Overall, the team concluded that MS patients are at increased risk of developing venous thromboembolism, and suggest that “there may be a role for VTE [venous thromboembolism] prophylaxis in high risk patients.”

“More detailed data sources are needed to recognize specific MS-related risk factors and just how much risk they present,” the researchers added. “This important data would have direct clinical relevance in risk stratification for potential venous thromboembolism prophylaxis.”

2 comments

  1. Father Glen Gleaves says:

    I’ve had primary-progressive multiple sclerosis since 1986, and started having DVTs in 1992. So far,
    I’ve had 4; and one, which my hospital’s ultrasonographer missed (“Good news! You don’t have a DVT.) dislodged the next day and became a PE, causing me to lose 30% of my lung function.

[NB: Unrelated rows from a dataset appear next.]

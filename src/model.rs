//! Core data model — stages, task state machine, message records.

use chrono::{DateTime, Utc};
use serde::{Deserialize, Serialize};
use uuid::Uuid;

// ── Stages ──────────────────────────────────────────────────────────

/// A processing stage. Closed vocabulary — plans are built from these,
/// never from free-form strings.
#[derive(Debug, Clone, Copy, PartialEq, Eq, Hash, Serialize, Deserialize)]
#[serde(rename_all = "snake_case")]
pub enum Stage {
    /// Initial intake of a raw message.
    Ingest,
    /// Classification of the message into a business category.
    Classify,
    /// Structured field extraction from the email body.
    ParseEmail,
    /// Text recognition on scanned attachments.
    Ocr,
    /// Content analysis of extracted documents.
    Analyze,
    /// Creation/update of the order record in the accounting system.
    OrchestrateOrder,
    /// Price calculation.
    Calculate,
    /// Offer document preparation.
    Offer,
    /// Attachment extraction and preparation.
    ProcessAttachments,
    /// Automatic price calculation for inquiries.
    AutoCalculate,
    /// Offer generation for inquiries.
    GenerateOffer,
    /// Hand-off to a human reviewer.
    Review,
    /// Escalation to an operator (complaints).
    Escalate,
    /// Archival without further processing.
    Archive,
    /// Outbound notification.
    Notify,
}

impl Stage {
    /// Stable string form, matching the serde representation.
    pub fn as_str(&self) -> &'static str {
        match self {
            Self::Ingest => "ingest",
            Self::Classify => "classify",
            Self::ParseEmail => "parse_email",
            Self::Ocr => "ocr",
            Self::Analyze => "analyze",
            Self::OrchestrateOrder => "orchestrate_order",
            Self::Calculate => "calculate",
            Self::Offer => "offer",
            Self::ProcessAttachments => "process_attachments",
            Self::AutoCalculate => "auto_calculate",
            Self::GenerateOffer => "generate_offer",
            Self::Review => "review",
            Self::Escalate => "escalate",
            Self::Archive => "archive",
            Self::Notify => "notify",
        }
    }

    /// Parse a stage from its string form.
    pub fn parse(s: &str) -> Option<Self> {
        match s {
            "ingest" => Some(Self::Ingest),
            "classify" => Some(Self::Classify),
            "parse_email" => Some(Self::ParseEmail),
            "ocr" => Some(Self::Ocr),
            "analyze" => Some(Self::Analyze),
            "orchestrate_order" => Some(Self::OrchestrateOrder),
            "calculate" => Some(Self::Calculate),
            "offer" => Some(Self::Offer),
            "process_attachments" => Some(Self::ProcessAttachments),
            "auto_calculate" => Some(Self::AutoCalculate),
            "generate_offer" => Some(Self::GenerateOffer),
            "review" => Some(Self::Review),
            "escalate" => Some(Self::Escalate),
            "archive" => Some(Self::Archive),
            "notify" => Some(Self::Notify),
            _ => None,
        }
    }
}

impl std::fmt::Display for Stage {
    fn fmt(&self, f: &mut std::fmt::Formatter<'_>) -> std::fmt::Result {
        write!(f, "{}", self.as_str())
    }
}

// ── Categories ──────────────────────────────────────────────────────

/// Business category assigned by classification.
///
/// Labels come back from the classifier as strings; unknown labels parse
/// to `None` and are kept raw on the message record for audit.
#[derive(Debug, Clone, Copy, PartialEq, Eq, Hash, Serialize, Deserialize)]
#[serde(rename_all = "snake_case")]
pub enum Category {
    /// Inquiry / request for quotation.
    Poptavka,
    /// Purchase order.
    Objednavka,
    /// Invoice.
    Faktura,
    /// Question about an existing order.
    InformaceZakazka,
    /// Complaint.
    Reklamace,
    /// Commercial bulk mail.
    ObchodniSdeleni,
    /// General question.
    Dotaz,
    /// Attachment-only message.
    Priloha,
}

impl Category {
    pub fn as_str(&self) -> &'static str {
        match self {
            Self::Poptavka => "poptavka",
            Self::Objednavka => "objednavka",
            Self::Faktura => "faktura",
            Self::InformaceZakazka => "informace_zakazka",
            Self::Reklamace => "reklamace",
            Self::ObchodniSdeleni => "obchodni_sdeleni",
            Self::Dotaz => "dotaz",
            Self::Priloha => "priloha",
        }
    }

    pub fn parse(s: &str) -> Option<Self> {
        match s {
            "poptavka" => Some(Self::Poptavka),
            "objednavka" => Some(Self::Objednavka),
            "faktura" => Some(Self::Faktura),
            "informace_zakazka" => Some(Self::InformaceZakazka),
            "reklamace" => Some(Self::Reklamace),
            "obchodni_sdeleni" => Some(Self::ObchodniSdeleni),
            "dotaz" => Some(Self::Dotaz),
            "priloha" => Some(Self::Priloha),
            _ => None,
        }
    }
}

impl std::fmt::Display for Category {
    fn fmt(&self, f: &mut std::fmt::Formatter<'_>) -> std::fmt::Result {
        write!(f, "{}", self.as_str())
    }
}

// ── Task state machine ──────────────────────────────────────────────

/// Status of a processing task.
#[derive(Debug, Clone, Copy, PartialEq, Eq, Hash, Serialize, Deserialize)]
#[serde(rename_all = "snake_case")]
pub enum TaskStatus {
    /// Waiting to be claimed (initial, or re-queued for retry).
    Pending,
    /// Claimed by a worker; execution in flight.
    Running,
    /// Handler completed successfully. Terminal.
    Success,
    /// Last execution failed; retry or dead-letter decision pending.
    Failed,
    /// Retry budget exhausted or fatal input. Terminal, operator-only.
    Dlq,
}

impl TaskStatus {
    /// Check if this status allows transitioning to another status.
    pub fn can_transition_to(&self, target: TaskStatus) -> bool {
        use TaskStatus::*;

        matches!(
            (self, target),
            // From Pending
            (Pending, Running) |
            // From Running (success, failure, or released back un-attempted)
            (Running, Success) | (Running, Failed) | (Running, Pending) | (Running, Dlq) |
            // From Failed (retry while budget remains, else dead-letter)
            (Failed, Pending) | (Failed, Dlq)
        )
    }

    /// Check if this is a terminal status. Dead-lettered tasks are never
    /// revived automatically; re-queueing them is an operator action.
    pub fn is_terminal(&self) -> bool {
        matches!(self, Self::Success | Self::Dlq)
    }

    pub fn as_str(&self) -> &'static str {
        match self {
            Self::Pending => "pending",
            Self::Running => "running",
            Self::Success => "success",
            Self::Failed => "failed",
            Self::Dlq => "dlq",
        }
    }

    pub fn parse(s: &str) -> Option<Self> {
        match s {
            "pending" => Some(Self::Pending),
            "running" => Some(Self::Running),
            "success" => Some(Self::Success),
            "failed" => Some(Self::Failed),
            "dlq" => Some(Self::Dlq),
            _ => None,
        }
    }
}

impl std::fmt::Display for TaskStatus {
    fn fmt(&self, f: &mut std::fmt::Formatter<'_>) -> std::fmt::Result {
        write!(f, "{}", self.as_str())
    }
}

/// A single unit of pipeline work: one stage applied to one message.
///
/// At most one task row exists per (message, stage) pair; retries reuse
/// the row rather than creating a new one.
#[derive(Debug, Clone, Serialize, Deserialize)]
pub struct ProcessingTask {
    /// Unique task ID.
    pub id: Uuid,
    /// The message this task operates on.
    pub message_id: String,
    /// The stage to execute.
    pub stage: Stage,
    /// Current status.
    pub status: TaskStatus,
    /// Failed executions so far, counted against `max_attempts`.
    pub attempts: u32,
    /// Retry budget.
    pub max_attempts: u32,
    /// Error from the most recent failed attempt.
    pub last_error: Option<String>,
    /// Handler input.
    pub payload: serde_json::Value,
    /// Handler output, set on success.
    pub output: Option<serde_json::Value>,
    /// Earliest instant the task may be claimed (retry backoff gate).
    pub run_after: DateTime<Utc>,
    /// When the task was created.
    pub created_at: DateTime<Utc>,
    /// When the task was last updated.
    pub updated_at: DateTime<Utc>,
}

// ── Messages ────────────────────────────────────────────────────────

/// Direction of a mail message.
#[derive(Debug, Clone, Copy, PartialEq, Eq, Serialize, Deserialize)]
#[serde(rename_all = "snake_case")]
pub enum Direction {
    Inbound,
    Outbound,
}

impl Direction {
    pub fn as_str(&self) -> &'static str {
        match self {
            Self::Inbound => "inbound",
            Self::Outbound => "outbound",
        }
    }

    pub fn parse(s: &str) -> Option<Self> {
        match s {
            "inbound" => Some(Self::Inbound),
            "outbound" => Some(Self::Outbound),
            _ => None,
        }
    }
}

/// A persisted mail message and its pipeline bookkeeping.
#[derive(Debug, Clone, Serialize, Deserialize)]
pub struct MailMessage {
    /// RFC 822 Message-ID, or a generated `gen-<uuid>` when absent.
    /// Unique; duplicate ingestion is rejected on this key.
    pub id: String,
    /// Conversation thread this message belongs to. Assigned exactly once
    /// at ingest; a thread root carries its own id here.
    pub thread_id: String,
    /// Raw In-Reply-To header value, if present.
    pub in_reply_to: Option<String>,
    /// Raw References header value, if present.
    pub references: Option<String>,
    pub direction: Direction,
    pub sender: String,
    pub subject: String,
    /// Plain-text body.
    pub body: String,
    /// Raw classification label. `None` until classified; unknown labels
    /// are kept verbatim (see `Category::parse`).
    pub category: Option<String>,
    /// Classifier confidence in [0, 1]. `None` until classified.
    pub confidence: Option<f64>,
    pub has_attachments: bool,
    /// Sanitized attachment filenames.
    pub attachments: Vec<String>,
    /// Set by classification or a reviewer; forces the review route.
    pub needs_review: bool,
    /// Routed stage plan. `None` until routing ran; `Some(vec![])` means
    /// routing ran and produced no stages.
    pub plan: Option<Vec<Stage>>,
    pub received_at: DateTime<Utc>,
    pub created_at: DateTime<Utc>,
    pub updated_at: DateTime<Utc>,
}

impl MailMessage {
    /// Parsed category, if the stored label is a known one.
    pub fn parsed_category(&self) -> Option<Category> {
        self.category.as_deref().and_then(Category::parse)
    }

    /// Position of `stage` in the routed plan, if routing ran.
    pub fn plan_position(&self, stage: Stage) -> Option<usize> {
        self.plan.as_ref()?.iter().position(|s| *s == stage)
    }

    /// The stage after `stage` in the routed plan, if any.
    pub fn next_stage_after(&self, stage: Stage) -> Option<Stage> {
        let plan = self.plan.as_ref()?;
        let pos = plan.iter().position(|s| *s == stage)?;
        plan.get(pos + 1).copied()
    }
}

#[cfg(test)]
mod tests {
    use super::*;

    #[test]
    fn stage_str_roundtrip() {
        for stage in [
            Stage::Ingest,
            Stage::Classify,
            Stage::ParseEmail,
            Stage::Ocr,
            Stage::Analyze,
            Stage::OrchestrateOrder,
            Stage::Calculate,
            Stage::Offer,
            Stage::ProcessAttachments,
            Stage::AutoCalculate,
            Stage::GenerateOffer,
            Stage::Review,
            Stage::Escalate,
            Stage::Archive,
            Stage::Notify,
        ] {
            assert_eq!(Stage::parse(stage.as_str()), Some(stage));
        }
        assert_eq!(Stage::parse("fulfil"), None);
    }

    #[test]
    fn stage_serde_snake_case() {
        let json = serde_json::to_string(&Stage::ParseEmail).unwrap();
        assert_eq!(json, "\"parse_email\"");
        let parsed: Stage = serde_json::from_str("\"orchestrate_order\"").unwrap();
        assert_eq!(parsed, Stage::OrchestrateOrder);
    }

    #[test]
    fn category_parse_known_and_unknown() {
        assert_eq!(Category::parse("poptavka"), Some(Category::Poptavka));
        assert_eq!(
            Category::parse("obchodni_sdeleni"),
            Some(Category::ObchodniSdeleni)
        );
        assert_eq!(Category::parse("spam"), None);
        assert_eq!(Category::parse(""), None);
    }

    #[test]
    fn status_transitions_valid() {
        assert!(TaskStatus::Pending.can_transition_to(TaskStatus::Running));
        assert!(TaskStatus::Running.can_transition_to(TaskStatus::Success));
        assert!(TaskStatus::Running.can_transition_to(TaskStatus::Failed));
        assert!(TaskStatus::Running.can_transition_to(TaskStatus::Pending));
        assert!(TaskStatus::Failed.can_transition_to(TaskStatus::Pending));
        assert!(TaskStatus::Failed.can_transition_to(TaskStatus::Dlq));
    }

    #[test]
    fn status_transitions_invalid() {
        assert!(!TaskStatus::Success.can_transition_to(TaskStatus::Pending));
        assert!(!TaskStatus::Success.can_transition_to(TaskStatus::Running));
        assert!(!TaskStatus::Dlq.can_transition_to(TaskStatus::Pending));
        assert!(!TaskStatus::Dlq.can_transition_to(TaskStatus::Running));
        assert!(!TaskStatus::Pending.can_transition_to(TaskStatus::Success));
    }

    #[test]
    fn terminal_statuses() {
        assert!(TaskStatus::Success.is_terminal());
        assert!(TaskStatus::Dlq.is_terminal());
        assert!(!TaskStatus::Pending.is_terminal());
        assert!(!TaskStatus::Running.is_terminal());
        assert!(!TaskStatus::Failed.is_terminal());
    }

    #[test]
    fn plan_navigation() {
        let msg = MailMessage {
            id: "m1".into(),
            thread_id: "m1".into(),
            in_reply_to: None,
            references: None,
            direction: Direction::Inbound,
            sender: "a@example.com".into(),
            subject: "Order".into(),
            body: String::new(),
            category: Some("objednavka".into()),
            confidence: Some(0.9),
            has_attachments: false,
            attachments: vec![],
            needs_review: false,
            plan: Some(vec![Stage::ParseEmail, Stage::OrchestrateOrder]),
            received_at: Utc::now(),
            created_at: Utc::now(),
            updated_at: Utc::now(),
        };

        assert_eq!(msg.plan_position(Stage::ParseEmail), Some(0));
        assert_eq!(
            msg.next_stage_after(Stage::ParseEmail),
            Some(Stage::OrchestrateOrder)
        );
        assert_eq!(msg.next_stage_after(Stage::OrchestrateOrder), None);
        assert_eq!(msg.next_stage_after(Stage::Review), None);
        assert_eq!(msg.parsed_category(), Some(Category::Objednavka));
    }

    #[test]
    fn unknown_category_kept_raw() {
        let msg = MailMessage {
            id: "m2".into(),
            thread_id: "m2".into(),
            in_reply_to: None,
            references: None,
            direction: Direction::Inbound,
            sender: "a@example.com".into(),
            subject: "???".into(),
            body: String::new(),
            category: Some("neznama_kategorie".into()),
            confidence: Some(0.8),
            has_attachments: false,
            attachments: vec![],
            needs_review: false,
            plan: None,
            received_at: Utc::now(),
            created_at: Utc::now(),
            updated_at: Utc::now(),
        };

        assert_eq!(msg.parsed_category(), None);
        assert_eq!(msg.category.as_deref(), Some("neznama_kategorie"));
    }
}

    In those days I was having to have 10-day in-patient corticosteroid IV therapy up to 4x/year (ACTH in the early days, then later, shorter methylprednisolone series, plus monthly “pulse therapy”). However, because I also had chronic optic neuritis and severe optic nerve pain, my docs had me on 1,000 mg/day of carbamazepine to ameliorate the pain. That’s when I started getting the DVTs –but my docs NEVER picked up on the fact that this is a known synergistic drug combination and recipe for DVTs.

    I discovered the danger of this drug combination via internet searches and brought the info to my docs, who had an “aha!” moment (my docs welcome me as part of the healing team). Later, my internist discovered that I also had hyperhomocysteinemia –a condition that causes clots when either vitamin B-12 or folate –or both– drops too low. I was deficient in both. So now, I’m on warfarin, B-12 and folic acid, as preventative measures, and off of the carbamazepine. After 33 years of PPMS, my 15 med chemical soup, including miracle drugs dalfampridine and Ocrevus, lots of physical therapy and pushing myself to maintain an active lifestyle, the power chair is history, and forearm crutches keep me mobile, with only an occasional use of my manual chair.

    In 1935 DuPont coined the advertising phrase that sums up my life: “Better Living….Through Chemistry.” And… NO MORE DVTs!! With astute, caring doctors over the years (I’ve fired many, hired more), who have listened, observed, studied, cared and worked hard with me to thread our way through this complicate PPMS jungle (add including psoriasis & psoriatic arthritis to the mix), all I can say is, “Life’s good!”

    So, are DVTs more common with MS? I’m certain that a more sedentary life can bring them on. But so can med combinations. Both are avoidable with care. You DON’T want DVTs to further complicate your life!

  2. Jay Blake says:

    I probably don’t even belong here, because my MS is incredibly mild (knock on wood) and I run 4 – 6 miles 4 days a week, BUT I also had a DVT a couple years ago. After reading this article, it makes me wonder if my MS had anything to do with it. But it sure wasn’t from hypomobility!